Impressive Expected Earnings & Revenue Growth: Apart from prudent land investments, the company has been taking initiatives to improve its operating and financial performance. These initiatives include improving overhead leverage, increasing inventory turns and implementing new pricing strategies. These initiatives have helped in driving profits. Earnings in the last reported quarter increased a solid 40% from the year-ago level. The upside was supported by higher demand despite disruptions caused by hurricanes Harvey and Irma.

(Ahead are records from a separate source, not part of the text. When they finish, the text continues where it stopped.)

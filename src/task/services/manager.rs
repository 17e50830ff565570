//! Orchestration of task creation, reparenting, deletion, and queries.
//!
//! Every mutation holds the manager's write gate for its whole
//! read-validate-write sequence, and every query holds the read side, so no
//! caller of the same manager can observe a half-applied change. Stores add
//! their own integrity checks for writers outside this process.

use super::{
    code_generator::CodeGenerator,
    config::TaskManagerConfig,
    error::{TaskManagerError, TaskManagerResult},
    requests::{ListTasksRequest, TaskRequest},
    view::TaskView,
};
use crate::task::{
    domain::{
        Ancestry, HierarchyViolation, MAX_HIERARCHY_LEVEL, NewTask, Page, PageRequest,
        SortDirection, Task, TaskCode, TaskNode, TaskSort, TaskSortField,
        hierarchy::{depth_of, detects_cycle, subtree_fits, would_exceed_max_depth},
    },
    ports::{TaskRepository, TaskRepositoryError},
};
use mockable::Clock;
use std::sync::Arc;
use tokio::sync::RwLock;
use tracing::{debug, info, warn};

/// Task hierarchy orchestration service.
#[derive(Clone)]
pub struct TaskManager<R, C>
where
    R: TaskRepository,
    C: Clock + Send + Sync,
{
    repository: Arc<R>,
    clock: Arc<C>,
    codes: Arc<CodeGenerator>,
    config: TaskManagerConfig,
    gate: Arc<RwLock<()>>,
}

impl<R, C> TaskManager<R, C>
where
    R: TaskRepository,
    C: Clock + Send + Sync,
{
    /// Creates a manager with the default configuration and a fresh code
    /// generator.
    #[must_use]
    pub fn new(repository: Arc<R>, clock: Arc<C>) -> Self {
        Self {
            repository,
            clock,
            codes: Arc::new(CodeGenerator::new()),
            config: TaskManagerConfig::default(),
            gate: Arc::new(RwLock::new(())),
        }
    }

    /// Applies a configuration, replacing the code generator with one that
    /// honours the configured attempt budget.
    #[must_use]
    pub fn with_config(mut self, config: TaskManagerConfig) -> Self {
        self.codes =
            Arc::new(CodeGenerator::new().with_max_attempts(config.max_generation_attempts));
        self.config = config;
        self
    }

    /// Uses a shared code generator. Call after [`with_config`](Self::with_config)
    /// when combining both.
    #[must_use]
    pub fn with_code_generator(mut self, codes: Arc<CodeGenerator>) -> Self {
        self.codes = codes;
        self
    }

    /// Returns the code generator backing this manager.
    #[must_use]
    pub const fn code_generator(&self) -> &Arc<CodeGenerator> {
        &self.codes
    }

    /// Returns the active configuration.
    #[must_use]
    pub const fn config(&self) -> &TaskManagerConfig {
        &self.config
    }

    /// Loads every persisted code into the generator's registry.
    ///
    /// Call once at startup so codes issued by earlier processes are never
    /// offered again. Returns the number of codes loaded.
    ///
    /// # Errors
    ///
    /// Returns [`TaskManagerError::Repository`] when the store cannot be read.
    pub async fn rehydrate_codes(&self) -> TaskManagerResult<usize> {
        let _read = self.gate.read().await;
        let codes = self.repository.all_codes().await?;
        self.codes.register_all(&codes);
        info!(count = codes.len(), "rehydrated task code registry");
        Ok(codes.len())
    }

    /// Creates a task, optionally below an existing parent.
    ///
    /// The code is reserved first and only marked as issued once the task is
    /// stored; any failure before that releases it and leaves no stored row.
    ///
    /// # Errors
    ///
    /// Returns [`TaskManagerError::ParentNotFound`] when the parent does not
    /// exist, [`TaskManagerError::Hierarchy`] when the parent already sits at
    /// the maximum level, [`TaskManagerError::Domain`] for malformed input,
    /// and [`TaskManagerError::CodeGeneration`] when no code can be issued.
    pub async fn create(&self, request: TaskRequest) -> TaskManagerResult<TaskView> {
        let _write = self.gate.write().await;
        let mut conflicts = 0;
        loop {
            let reservation = self.codes.reserve()?;
            debug!(code = %reservation.code(), "creating task");
            let new_task = self
                .prepare_new_task(reservation.code().clone(), &request)
                .await?;

            match self.repository.insert(&new_task).await {
                Ok(stored) => {
                    reservation.commit();
                    info!(code = %stored.code(), id = %stored.id(), "task created");
                    return self.reload(stored.code()).await;
                }
                Err(TaskRepositoryError::DuplicateCode(code))
                    if conflicts < self.config.max_code_conflict_retries =>
                {
                    warn!(%code, "task code already stored; retrying with a fresh code");
                    reservation.commit();
                    conflicts += 1;
                }
                Err(err) => return Err(TaskManagerError::from_store(err)),
            }
        }
    }

    /// Returns the task with the given code.
    ///
    /// # Errors
    ///
    /// Returns [`TaskManagerError::TaskNotFound`] when no task has the code.
    pub async fn get_by_code(&self, code: &str) -> TaskManagerResult<TaskView> {
        let _read = self.gate.read().await;
        let task_code = TaskCode::parse(code)?;
        debug!(code = %task_code, "fetching task");
        let node = self.require_task(&task_code).await?;
        self.view_of(node).await
    }

    /// Returns one page of tasks, ordered as requested.
    ///
    /// # Errors
    ///
    /// Returns [`TaskManagerError::Domain`] for an unknown sort field or a
    /// zero page size.
    pub async fn list(&self, request: &ListTasksRequest) -> TaskManagerResult<Page<TaskView>> {
        let _read = self.gate.read().await;
        let page_request = self.page_request(request)?;
        debug!(?page_request, "listing tasks");

        let page = self.repository.find_all(page_request).await?;
        let total = page.total_items();
        let views = self.views_of(page.into_items()).await?;
        Ok(Page::new(views, page_request, total))
    }

    /// Replaces a task's attributes and parent.
    ///
    /// A blank or absent parent code turns the task into a root. Code, key,
    /// and creator are never changed. Naming the task as its own parent is
    /// rejected as a circular reference, not treated as a no-op.
    ///
    /// # Errors
    ///
    /// Returns [`TaskManagerError::TaskNotFound`] or
    /// [`TaskManagerError::ParentNotFound`] for unknown codes, and
    /// [`TaskManagerError::Hierarchy`] when the new parent would create a
    /// cycle or push any task in the moved subtree past the maximum level.
    pub async fn update(&self, code: &str, request: TaskRequest) -> TaskManagerResult<TaskView> {
        let _write = self.gate.write().await;
        let task_code = TaskCode::parse(code)?;
        debug!(code = %task_code, "updating task");

        let (mut task, _) = self.require_task(&task_code).await?.into_parts();
        let details = request.details()?;
        let parent_code = match request.parent_code()? {
            Some(parent_code) => {
                self.check_reparent(&task, &parent_code).await?;
                Some(parent_code)
            }
            None => None,
        };

        task.revise(details, parent_code, &*self.clock);
        let stored = self
            .repository
            .update(&task)
            .await
            .map_err(TaskManagerError::from_store)?;
        info!(code = %stored.code(), version = stored.version(), "task updated");
        self.reload(stored.code()).await
    }

    /// Deletes a task that has no children.
    ///
    /// # Errors
    ///
    /// Returns [`TaskManagerError::TaskNotFound`] for unknown codes and
    /// [`TaskManagerError::Hierarchy`] when the task still has children.
    pub async fn delete(&self, code: &str) -> TaskManagerResult<()> {
        let _write = self.gate.write().await;
        let task_code = TaskCode::parse(code)?;
        debug!(code = %task_code, "deleting task");

        let node = self.require_task(&task_code).await?;
        let children = self.repository.find_by_parent_code(&task_code).await?;
        if !children.is_empty() {
            return Err(reject(HierarchyViolation::HasChildren {
                code: task_code,
                count: children.len(),
            }));
        }

        self.repository
            .delete(node.task())
            .await
            .map_err(TaskManagerError::from_store)?;
        info!(code = %task_code, "task deleted");
        Ok(())
    }

    /// Returns the direct children of a task, in store order.
    ///
    /// # Errors
    ///
    /// Returns [`TaskManagerError::ParentNotFound`] when the parent does not
    /// exist.
    pub async fn list_children(&self, parent_code: &str) -> TaskManagerResult<Vec<TaskView>> {
        let _read = self.gate.read().await;
        let code = TaskCode::parse(parent_code)?;
        debug!(parent = %code, "listing child tasks");

        if self.repository.find_by_code(&code).await?.is_none() {
            return Err(TaskManagerError::ParentNotFound(code));
        }
        let children = self.repository.find_by_parent_code(&code).await?;
        self.views_of(children).await
    }

    /// Returns every task without a parent.
    ///
    /// # Errors
    ///
    /// Returns [`TaskManagerError::Repository`] when the store cannot be read.
    pub async fn list_roots(&self) -> TaskManagerResult<Vec<TaskView>> {
        let _read = self.gate.read().await;
        debug!("listing root tasks");
        let roots = self.repository.find_root_tasks().await?;
        self.views_of(roots).await
    }

    async fn prepare_new_task(
        &self,
        code: TaskCode,
        request: &TaskRequest,
    ) -> TaskManagerResult<NewTask> {
        let parent_code = match request.parent_code()? {
            Some(parent_code) => {
                if self.repository.find_by_code(&parent_code).await?.is_none() {
                    return Err(TaskManagerError::ParentNotFound(parent_code));
                }
                let parent = self.ancestry(&parent_code).await?;
                if would_exceed_max_depth(&parent) {
                    return Err(reject(HierarchyViolation::MaxDepthReached {
                        max: MAX_HIERARCHY_LEVEL,
                    }));
                }
                Some(parent_code)
            }
            None => None,
        };
        let details = request.details()?;
        Ok(NewTask::new(
            code,
            details,
            request.creator_id(),
            parent_code,
            &*self.clock,
        ))
    }

    async fn check_reparent(&self, task: &Task, parent_code: &TaskCode) -> TaskManagerResult<()> {
        if self.repository.find_by_code(parent_code).await?.is_none() {
            return Err(TaskManagerError::ParentNotFound(parent_code.clone()));
        }
        let parent = self.ancestry(parent_code).await?;
        if detects_cycle(task.code(), &parent) {
            return Err(reject(HierarchyViolation::CircularReference {
                task: task.code().clone(),
                parent: parent_code.clone(),
            }));
        }
        let max_depth = HierarchyViolation::MaxDepthReached {
            max: MAX_HIERARCHY_LEVEL,
        };
        if would_exceed_max_depth(&parent) {
            return Err(reject(max_depth));
        }
        let height = self.subtree_height(task.code()).await?;
        if !subtree_fits(depth_of(&parent), height) {
            return Err(reject(max_depth));
        }
        Ok(())
    }

    /// Counts the levels of the subtree rooted at `code`, stopping at the
    /// hierarchy limit.
    async fn subtree_height(&self, code: &TaskCode) -> TaskManagerResult<usize> {
        let mut height = 1;
        let mut frontier = vec![code.clone()];
        while height < MAX_HIERARCHY_LEVEL {
            let mut next = Vec::new();
            for parent in &frontier {
                let children = self.repository.find_by_parent_code(parent).await?;
                next.extend(children.into_iter().map(|child| child.task().code().clone()));
            }
            if next.is_empty() {
                break;
            }
            height += 1;
            frontier = next;
        }
        Ok(height)
    }

    async fn ancestry(&self, code: &TaskCode) -> TaskManagerResult<Ancestry> {
        let ancestors = self
            .repository
            .find_ancestor_codes(code, MAX_HIERARCHY_LEVEL)
            .await?;
        Ok(Ancestry::new(code.clone(), ancestors))
    }

    async fn require_task(&self, code: &TaskCode) -> TaskManagerResult<TaskNode> {
        self.repository
            .find_by_code(code)
            .await?
            .ok_or_else(|| TaskManagerError::TaskNotFound(code.clone()))
    }

    async fn reload(&self, code: &TaskCode) -> TaskManagerResult<TaskView> {
        let node = self.require_task(code).await?;
        self.view_of(node).await
    }

    async fn view_of(&self, node: TaskNode) -> TaskManagerResult<TaskView> {
        let ancestry = self.ancestry(node.task().code()).await?;
        Ok(TaskView::from_node(node, depth_of(&ancestry)))
    }

    async fn views_of(&self, nodes: Vec<TaskNode>) -> TaskManagerResult<Vec<TaskView>> {
        let mut views = Vec::with_capacity(nodes.len());
        for node in nodes {
            views.push(self.view_of(node).await?);
        }
        Ok(views)
    }

    fn page_request(&self, request: &ListTasksRequest) -> TaskManagerResult<PageRequest> {
        let field = request
            .sort_by()
            .map(TaskSortField::try_from)
            .transpose()?
            .unwrap_or(self.config.default_sort_field);
        let direction = request
            .sort_direction()
            .map_or(self.config.default_sort_direction, SortDirection::from_request);
        let size = request.size().unwrap_or(self.config.default_page_size);
        PageRequest::new(
            request.page().unwrap_or(0),
            size,
            TaskSort::new(field, direction),
        )
        .map_err(TaskManagerError::from)
    }
}

fn reject(violation: HierarchyViolation) -> TaskManagerError {
    warn!(%violation, "hierarchy rule rejected operation");
    TaskManagerError::Hierarchy(violation)
}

The homebuilder’s earnings for 2018 are expected to increase 42.5% year over year, thereby making it a great pick in terms of growth investment. The company’s projected sales growth is a healthy 20%.

The company also has a three-five year expected EPS growth rate of 17.1%.

Higher Return on Equity: PulteGroup’s trailing 12-month return on equity (ROE) supports its growth potential. ROE in the trailing 12 months has been 14.4%, while the industry has gained 10.8%, reflecting the company’s efficient usage of shareholders’ funds.

Solid VGM Score: PulteGroup has a VGM Score of A. Our VGM Score identifies stocks that have the most attractive value, growth, and momentum characteristics. In fact, our research shows that stocks with a VGM Score of A or B when combined with a Zacks Rank #1 or 2 (Buy) make solid investment choices.

Solid Industry Fundamental: The housing/homebuilding industry has been riding high on steady job and wage growth, historically low mortgage rates and rapidly increasing household formation. The positive momentum is evident from the robust Zacks Industry Rank (Top 27% out of 256 industries).

New and existing home sales got a major boost in November 2017, suggesting that the market is regaining momentum after hurricanes Harvey and Irma temporarily stalled activity. A strong job market and solid U.S. economy have ensured consistent gains for homebuilding stocks.

Other Stocks to Consider

Investors can also consider other stocks in the Zacks Construction sector that includes Century Communities, Inc. CCS, with a Zacks Rank #1, and Cementos Pacasmayo S.A.A. CPAC and NVR, Inc. NVR, both carrying a Zacks Rank #2.

Full-year 2018 earnings for Century Communities is likely to rise 72.4%, while that of Cementos Pacasmayo are expected to increase 41.9%.

NVR is expected to witness 16.8% growth in 2018 earnings.